# Description of the task:
Among the records that follow, how many lines contain the word "TypeImage"? Give the number and no other words.

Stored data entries
§
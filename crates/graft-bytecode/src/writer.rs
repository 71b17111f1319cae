//! Terminal visitor that assembles a type image
//!
//! The writer owns label allocation for every method it receives. Labels are
//! laid out to code offsets when a method ends, member and type operands are
//! interned into the constant pool, and `max_stack`/`max_locals` are computed
//! from the instructions themselves.
//!
//! Assembly problems are recorded and reported from `visit_end`, the only
//! fallible event.

use crate::constants::ConstantPool;
use crate::descriptor::MethodDescriptor;
use crate::encoder::BytecodeWriter;
use crate::image::{
    FieldDef, FrameDef, FrameKind, HandlerDef, ImageError, MethodDef, TypeImage, VTypeDef,
    NO_INDEX,
};
use crate::insn::{Frame, Insn, Label, TryCatchBlock, VType};
use crate::visitor::{FieldInfo, MethodInfo, MethodVisitor, TypeHeader, TypeVisitor};
use rustc_hash::FxHashMap;

/// Assembles visited events into a [`TypeImage`]
#[derive(Debug, Default)]
pub struct TypeWriter {
    header: Option<(u16, u32, u32)>,
    constants: ConstantPool,
    fields: Vec<FieldDef>,
    methods: Vec<MethodDef>,
    error: Option<ImageError>,
}

impl TypeWriter {
    /// Create an empty writer
    pub fn new() -> Self {
        Self::default()
    }

    /// Finish and return the assembled image
    pub fn into_image(self) -> Result<TypeImage, ImageError> {
        if let Some(err) = self.error {
            return Err(err);
        }
        let (access, name, super_name) = self.header.ok_or(ImageError::MissingHeader)?;
        Ok(TypeImage {
            access,
            name,
            super_name,
            constants: self.constants,
            fields: self.fields,
            methods: self.methods,
            checksum: [0; 32],
        })
    }

    /// Finish and encode the assembled image
    pub fn to_bytes(self) -> Result<Vec<u8>, ImageError> {
        Ok(self.into_image()?.encode())
    }

    fn record(&mut self, err: ImageError) {
        if self.error.is_none() {
            self.error = Some(err);
        }
    }
}

impl TypeVisitor for TypeWriter {
    type Error = ImageError;

    fn visit_header(&mut self, header: &TypeHeader) {
        let name = self.constants.add_string(&header.name);
        let super_name = match &header.super_name {
            Some(super_name) => self.constants.add_string(super_name),
            None => NO_INDEX,
        };
        self.header = Some((header.access, name, super_name));
    }

    fn visit_field(&mut self, field: &FieldInfo) {
        let name = self.constants.add_string(&field.name);
        let descriptor = self.constants.add_string(&field.descriptor);
        self.fields.push(FieldDef {
            access: field.access,
            name,
            descriptor,
        });
    }

    fn visit_method<'a>(&'a mut self, method: &MethodInfo) -> Box<dyn MethodVisitor + 'a> {
        Box::new(MethodWriter {
            owner: self,
            info: method.clone(),
            insns: Vec::new(),
            try_catch_blocks: Vec::new(),
            next_label: 0,
        })
    }

    fn visit_end(&mut self) -> Result<(), ImageError> {
        match self.error.take() {
            Some(err) => Err(err),
            None if self.header.is_none() => Err(ImageError::MissingHeader),
            None => Ok(()),
        }
    }
}

struct MethodWriter<'a> {
    owner: &'a mut TypeWriter,
    info: MethodInfo,
    insns: Vec<Insn>,
    try_catch_blocks: Vec<TryCatchBlock>,
    next_label: u32,
}

impl MethodVisitor for MethodWriter<'_> {
    fn new_label(&mut self) -> Label {
        let label = Label(self.next_label);
        self.next_label += 1;
        label
    }

    fn visit_try_catch(&mut self, block: TryCatchBlock) {
        self.try_catch_blocks.push(block);
    }

    fn visit_insn(&mut self, insn: Insn) {
        self.insns.push(insn);
    }

    fn visit_end(&mut self) {
        match self.assemble() {
            Ok(def) => self.owner.methods.push(def),
            Err(err) => self.owner.record(err),
        }
    }
}

/// Where a label landed: byte offset and index of the next real instruction
#[derive(Clone, Copy)]
struct Bound {
    offset: u32,
    index: usize,
}

impl MethodWriter<'_> {
    fn assemble(&mut self) -> Result<MethodDef, ImageError> {
        let method_id = format!("{}{}", self.info.name, self.info.descriptor);
        let pool = &mut self.owner.constants;

        // Layout: bind labels and frames to offsets
        let mut bound: FxHashMap<Label, Bound> = FxHashMap::default();
        let mut frames: Vec<(u32, &Frame)> = Vec::new();
        let mut real: Vec<&Insn> = Vec::with_capacity(self.insns.len());
        let mut offset = 0u32;
        for insn in &self.insns {
            match insn {
                Insn::Label(label) => {
                    bound.entry(*label).or_insert(Bound {
                        offset,
                        index: real.len(),
                    });
                }
                Insn::Frame(frame) => {
                    if frames.last().is_some_and(|(at, _)| *at == offset) {
                        return Err(ImageError::DuplicateFrame {
                            method: method_id,
                            offset,
                        });
                    }
                    frames.push((offset, frame));
                }
                other => {
                    real.push(other);
                    offset += other.encoded_size() as u32;
                }
            }
        }

        let resolve = |label: Label| {
            bound.get(&label).copied().ok_or_else(|| ImageError::UnboundLabel {
                method: method_id.clone(),
                label,
            })
        };

        // Encode
        let mut code = BytecodeWriter::with_capacity(offset as usize);
        for insn in &real {
            let Some(opcode) = insn.opcode() else {
                continue;
            };
            code.emit_u8(opcode.to_u8());
            match insn {
                Insn::Iconst(value) => code.emit_i32(*value),
                Insn::Ldc(s) => code.emit_u32(pool.add_string(s)),
                Insn::Iload(slot) | Insn::Istore(slot) | Insn::Aload(slot) | Insn::Astore(slot) => {
                    code.emit_u16(*slot)
                }
                Insn::New(ty) | Insn::Checkcast(ty) | Insn::Instanceof(ty) => {
                    code.emit_u32(pool.add_string(ty))
                }
                other => {
                    if let Some(target) = other.jump_target() {
                        code.emit_u32(resolve(target)?.offset);
                    } else if let Some(member) = other.member() {
                        code.emit_u32(pool.add_member(
                            &member.owner,
                            &member.name,
                            &member.descriptor,
                        ));
                    }
                }
            }
        }

        let mut handlers = Vec::with_capacity(self.try_catch_blocks.len());
        let mut handler_entries = Vec::with_capacity(self.try_catch_blocks.len());
        for block in &self.try_catch_blocks {
            let handler = resolve(block.handler)?;
            handler_entries.push(handler.index);
            handlers.push(HandlerDef {
                start: resolve(block.start)?.offset,
                end: resolve(block.end)?.offset,
                handler: handler.offset,
                catch_type: block
                    .catch_type
                    .as_deref()
                    .map_or(NO_INDEX, |ty| pool.add_string(ty)),
            });
        }

        let frames = frames
            .into_iter()
            .map(|(offset, frame)| FrameDef {
                offset,
                kind: frame_kind(pool, frame),
            })
            .collect();

        // Stack depth flow
        let mut depth_at: Vec<Option<usize>> = vec![None; real.len()];
        let mut pending: Vec<(usize, usize)> = vec![(0, 0)];
        pending.extend(handler_entries.iter().map(|&index| (index, 1)));
        let mut max_stack = 0usize;
        while let Some((index, depth)) = pending.pop() {
            let Some(slot) = depth_at.get_mut(index) else {
                continue;
            };
            if slot.is_some() {
                continue;
            }
            *slot = Some(depth);
            let insn = real[index];
            let (pops, pushes) = insn.stack_effect()?;
            let after = depth.saturating_sub(pops) + pushes;
            max_stack = max_stack.max(depth).max(after);
            if let Some(target) = insn.jump_target() {
                pending.push((resolve(target)?.index, after));
            }
            if !insn.opcode().is_some_and(|op| op.is_terminator()) {
                pending.push((index + 1, after));
            }
        }

        // Locals: arguments plus every slot touched or declared
        let descriptor = MethodDescriptor::parse(&self.info.descriptor)?;
        let mut max_locals = descriptor.arg_count() + usize::from(!self.info.is_static());
        for insn in &real {
            if let Insn::Iload(slot) | Insn::Istore(slot) | Insn::Aload(slot) | Insn::Astore(slot) =
                insn
            {
                max_locals = max_locals.max(*slot as usize + 1);
            }
        }
        for insn in &self.insns {
            if let Insn::Frame(Frame::Full { locals, .. }) = insn {
                max_locals = max_locals.max(locals.len());
            }
        }

        Ok(MethodDef {
            access: self.info.access,
            name: pool.add_string(&self.info.name),
            descriptor: pool.add_string(&self.info.descriptor),
            max_stack: max_stack.min(u16::MAX as usize) as u16,
            max_locals: max_locals.min(u16::MAX as usize) as u16,
            code: code.into_bytes(),
            handlers,
            frames,
        })
    }
}

fn vtype_def(pool: &mut ConstantPool, ty: &VType) -> VTypeDef {
    match ty {
        VType::Top => VTypeDef::Top,
        VType::Int => VTypeDef::Int,
        VType::Null => VTypeDef::Null,
        VType::UninitializedThis => VTypeDef::UninitializedThis,
        VType::Object(name) => VTypeDef::Object(pool.add_string(name)),
    }
}

fn frame_kind(pool: &mut ConstantPool, frame: &Frame) -> FrameKind {
    match frame {
        Frame::Same => FrameKind::Same,
        Frame::Same1(ty) => FrameKind::Same1(vtype_def(pool, ty)),
        Frame::Full { locals, stack } => FrameKind::Full {
            locals: locals.iter().map(|ty| vtype_def(pool, ty)).collect(),
            stack: stack.iter().map(|ty| vtype_def(pool, ty)).collect(),
        },
    }
}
§
# Response box:
4